A distinction that people have told me that has helped me on this issue, is that we are _passive_ in regeneration, but _active_ in salvation. That is, God takes out our wicked, God hating, Adamic heart and gives us a new heart(Eze 36.). He implants spiritual life to us. Am I justified at this point? No. Now with a new heart that is in accordance to the things of God, the Gospel is given and I freely, actively, respond to the Gospel. I place my trust in Christ and repent of my sins, and have the 'benefits of the atonement applied 
to me by faith'.

So, there is something for someone to do to be saved. Repent and Believe the Gospel. That is how they can become a Christian. The benefits of the atonement can be applied to them if they repent of their sins and trust in Christ.


----------



## Pergamum (Jun 4, 2008)

We should always be pointing the way to salvation and explaining how it happens. Some explanations are woefully inadequte, but nevertheless, this shouldn't be a reason to forsake the practice of explaining the Gospel - just striving to explain it better.


----------



## Semper Fidelis (Jun 4, 2008)

christianyouth said:


> What about when the Apostles answered the question, "What must I DO to be saved"? Or when they asked Peter, after coming under conviction for crucifying Jesus, what must we DO, and Peter says, "Repent and be baptized for the remission of sins". It seems that some would consider this work based salvation. It seems like they were explaining, 'How to become a Christian'.
> 
> A distinction that people have told me that has helped me on this issue, is that we are _passive_ in regeneration, but _active_ in salvation. That is, God takes out our wicked, God hating, Adamic heart and gives us a new heart(Eze 36.). He implants spiritual life to us. Am I justified at this point? No. Now with a new heart that is in accordance to the things of God, the Gospel is given and I freely, actively, respond to the Gospel. I place my trust in Christ and repent of my sins, and have the 'benefits of the atonement applied
> to me by faith'.
> ...



A good answer but let's take this further.

A person is not a Christian unless they are baptized and taught the Christian faith. A Church is required to be a Christian.
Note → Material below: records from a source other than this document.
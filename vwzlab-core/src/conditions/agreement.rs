//! Multi-indicator pattern agreement.

use super::{ConditionSignal, EntryCondition};
use crate::config::StrategyConfig;
use crate::domain::Direction;
use crate::patterns::Trend;
use crate::snapshot::IndicatorSnapshot;

/// Enters only when every reading agrees over the last three samples.
///
/// Z-score, VWZ, band-width and ADX must all be strengthening (sign-aware
/// [`Trend::Increasing`]), with Z-score and VWZ on the trade's side of zero.
/// The DI pair must diverge the trade's way. Any one-step Z-score or VWZ move
/// above its spike threshold, or band-width growth above
/// `bandwidth_spike_ratio` in one step, vetoes the entry.
#[derive(Debug, Clone, Copy)]
pub struct PatternAgreement {
    direction: Direction,
}

impl PatternAgreement {
    pub fn new(direction: Direction) -> Self {
        Self { direction }
    }
}

impl EntryCondition for PatternAgreement {
    fn name(&self) -> &'static str {
        "combined"
    }

    fn direction(&self) -> Direction {
        self.direction
    }

    fn evaluate(&self, snapshot: &IndicatorSnapshot, config: &StrategyConfig) -> ConditionSignal {
        let th = &config.thresholds;
        let s = snapshot;

        let strengthening = [&s.zscore, &s.vwz, &s.bandwidth, &s.adx]
            .iter()
            .all(|w| w.trend() == Trend::Increasing);
        if !strengthening {
            return ConditionSignal::NONE;
        }

        let sign = self.direction.sign();
        let on_side = s.zscore.last() * sign > 0.0 && s.vwz.last() * sign > 0.0;
        let (ours, theirs) = match self.direction {
            Direction::Long => (&s.plus_di, &s.minus_di),
            Direction::Short => (&s.minus_di, &s.plus_di),
        };
        let diverging = ours.trend() == Trend::Increasing && theirs.trend() == Trend::Decreasing;

        let spiked = s.zscore.max_abs_step() > th.zscore_spike
            || s.vwz.max_abs_step() > th.vwz_spike
            || s.bandwidth.max_step_ratio() > th.bandwidth_spike_ratio;

        ConditionSignal::entry_if(on_side && diverging && !spiked)
    }
}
I don't have a problem with posting what the nature of the Gospel is but these "How do I become a Christian thing" with the prayer at the end and the assurance that "...if you prayed this then you're a Christian now..." is bunk. You're a Christian when you're baptized and in a Church.


----------



## danmpem (Jun 4, 2008)

This is interesting for me, because this very thing that we're talking about, I have been wondering for a while.


----------



## PuritanCovenanter (Jun 4, 2008)

Semper Fidelis said:


> I don't have a problem with posting what the nature of the Gospel is but these "How do I become a Christian thing" with the prayer at the end and the assurance that "...if you prayed this then you're a Christian now..." is bunk. *You're a Christian when you're baptized and in a Church.*




I disagree with this last statement. Baptism doesn't make one a Christian anymore than being a cooked piece of food makes the piece of food a cookie. 
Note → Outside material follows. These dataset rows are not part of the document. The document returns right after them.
//! Run orchestration. Wires bar loading, the engine, statistics and export together.
//!
//! Two entry points:
//! - `run_from_config()`: loads bars, runs, writes every configured artifact.
//!   Used by the CLI.
//! - `run_on_bars()`: takes pre-loaded bars, no I/O. Used by sweeps.

use chrono::NaiveDateTime;
use serde::Serialize;
use thiserror::Error;

use vwzlab_core::config::StrategyConfig;
use vwzlab_core::{Backtester, Bar, EngineError, Position, Trade};

use crate::config::{DataConfig, RunConfig, RunConfigError, RunId};
use crate::data_loader::{load_bars_csv, LoadError};
use crate::export::{save_report_json, save_snapshots_jsonl, save_trades_csv, ExportError};
use crate::metrics::TradeStatistics;
use crate::synthetic::generate_bars;

#[derive(Debug, Error)]
pub enum RunError {
    #[error("config error: {0}")]
    Config(#[from] RunConfigError),
    #[error("data error: {0}")]
    Data(#[from] LoadError),
    #[error("engine error: {0}")]
    Engine(#[from] EngineError),
    #[error("export error: {0}")]
    Export(#[from] ExportError),
}

/// Complete result of one run.
#[derive(Debug, Clone, Serialize)]
pub struct RunReport {
    pub run_id: RunId,
    pub strategy: StrategyConfig,
    pub bar_count: usize,
    pub warmup_bars: usize,
    pub first_timestamp: Option<NaiveDateTime>,
    pub last_timestamp: Option<NaiveDateTime>,
    pub statistics: TradeStatistics,
    pub trades: Vec<Trade>,
    pub open_positions: Vec<Position>,
}

/// Bars for `data`: the CSV file when set, else the synthetic generator.
pub fn load_bars(data: &DataConfig) -> Result<Vec<Bar>, RunError> {
    if let Some(path) = &data.bars {
        return Ok(load_bars_csv(path, &data.load)?);
    }
    if let Some(spec) = &data.synthetic {
        tracing::info!(seed = spec.seed, bars = spec.bars, "generating synthetic bars");
        return Ok(generate_bars(spec));
    }
    Err(RunConfigError::NoDataSource.into())
}

/// Run `strategy` over pre-loaded bars.
pub fn run_on_bars(bars: &[Bar], strategy: &StrategyConfig, run_id: RunId) -> Result<RunReport, RunError> {
    let backtester = Backtester::with_builtin(strategy.clone())?;
    Ok(report_for(&backtester, bars, run_id))
}

/// Load, run and export everything `config.output` names.
pub fn run_from_config(config: &RunConfig) -> Result<RunReport, RunError> {
    config.validate()?;
    let bars = load_bars(&config.data)?;
    let backtester = Backtester::with_builtin(config.strategy.clone())?;
    let report = report_for(&backtester, &bars, config.run_id());

    let output = &config.output;
    if let Some(path) = &output.trades_csv {
        save_trades_csv(&report.trades, path)?;
    }
    if let Some(path) = &output.snapshots_jsonl {
        save_snapshots_jsonl(&backtester.snapshots(&bars), path)?;
    }
    if let Some(path) = &output.report_json {
        save_report_json(&report, path)?;
    }
    Ok(report)
}

fn report_for(backtester: &Backtester, bars: &[Bar], run_id: RunId) -> RunReport {
    let result = backtester.run(bars);
    let statistics = TradeStatistics::compute(&result.trades);
    tracing::debug!(
        run_id = %run_id,
        trades = statistics.trade_count,
        total_pnl = statistics.total_pnl,
        max_drawdown = statistics.max_drawdown,
        "run complete"
    );
    RunReport {
        run_id,
        strategy: backtester.config().clone(),
        bar_count: result.bar_count,
        warmup_bars: result.warmup_bars,
        first_timestamp: bars.first().map(|b| b.timestamp),
        last_timestamp: bars.last().map(|b| b.timestamp),
        statistics,
        trades: result.trades,
        open_positions: result.open_positions,
    }
}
If you belong to Christ you are his. You must belong to Christ to be a Christian. 



> (Joh 5:24) Verily, verily, I say unto you, He that heareth my word, and believeth on him that sent me, hath everlasting life, and shall not come into condemnation; but is passed from death unto life.





> (Rom 8:11) But if the Spirit of him that raised up Jesus from the dead dwell in you, he that raised up Christ from the dead shall also quicken your mortal bodies by his Spirit that dwelleth in you.





> (1Jn 5:11) And this is the record, that God hath given to us eternal life, and this life is in his Son.
> 
> (1Jn 5:12) He that hath the Son hath life; and he that hath not the Son of God hath not life.
> 
> (1Jn 5:13) These things have I written unto you that believe on the name of the Son of God; that ye may know that ye have eternal life, and that ye may believe on the name of the Son of God.






> (Rom 8:9) But ye are not in the flesh, but in the Spirit, if so be that the Spirit of God dwell in you.* Now if any man have not the Spirit of Christ, he is none of his.*


----------



## PuritanCovenanter (Jun 4, 2008)

This one is my favorite. 
DYKFS - English - 1

I just noticed that Webmaster's can put it on their sites now. 

Evangelism Explosion International


----------



## Semper Fidelis (Jun 4, 2008)

PuritanCovenanter said:


> Semper Fidelis said:
> 
> 
> > I don't have a problem with posting what the nature of the Gospel is but these "How do I become a Christian thing" with the prayer at the end and the assurance that "...if you prayed this then you're a Christian now..." is bunk. *You're a Christian when you're baptized and in a Church.*
> ...



I assume that you did not intend, by those verses, to overthrow the analogy of faith?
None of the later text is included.